Data extracts:
//! Stateful subsystems of the learning core
//!
//! Each engine computes new state plus an explicit list of persistence side
//! effects; the caller sequences I/O through [`effects::apply_effects`].

pub mod collectible;
pub mod effects;
pub mod growth;
pub mod quiz;
pub mod ranking;
pub mod reward;
pub mod unlock;

pub use collectible::{part_unlocked, unlocked_parts, Collectible, CollectiblePart, COLLECTIBLES};
pub use effects::{apply_effects, SideEffect};
pub use growth::{compute_next_stage, stage_name, GrowthConfig, GrowthUpdate, StageGallery, MAX_STAGE};
pub use quiz::{Advanced, AnswerInput, CheckResult, Phase, QuizMode, QuizSession, QuizSummary};
pub use ranking::{
    assign_fallback, default_fallback, merge_dedup, top_by_attribute, top_global, RankAttribute,
    ORIGIN_CITIES, RESIDENCE_CITIES,
};
pub use reward::{
    AttemptOutcome, AttemptResolution, FixedOutcome, FixedStars, OutcomePolicy,
    ProbabilisticOutcome, RewardEngine, StarPolicy, UniformStars,
};
pub use unlock::{is_unlocked, UnlockMode};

Work instruction: Would you return each entry exactly as it reads?

Answer to this task:
//! Stateful subsystems of the learning core
//!
//! Each engine computes new state plus an explicit list of persistence side
//! effects; the caller sequences I/O through [`effects::apply_effects`].

pub mod collectible;
pub mod effects;
pub mod growth;
pub mod quiz;
pub mod ranking;
pub mod reward;
pub mod unlock;

pub use collectible::{part_unlocked, unlocked_parts, Collectible, CollectiblePart, COLLECTIBLES};
pub use effects::{apply_effects, SideEffect};
pub use growth::{compute_next_stage, stage_name, GrowthConfig, GrowthUpdate, StageGallery, MAX_STAGE};
pub use quiz::{Advanced, AnswerInput, CheckResult, Phase, QuizMode, QuizSession, QuizSummary};
pub use ranking::{
    assign_fallback, default_fallback, merge_dedup, top_by_attribute, top_global, RankAttribute,
    ORIGIN_CITIES, RESIDENCE_CITIES,
};
pub use reward::{
    AttemptOutcome, AttemptResolution, FixedOutcome, FixedStars, OutcomePolicy,
    ProbabilisticOutcome, RewardEngine, StarPolicy, UniformStars,
};
pub use unlock::{is_unlocked, UnlockMode};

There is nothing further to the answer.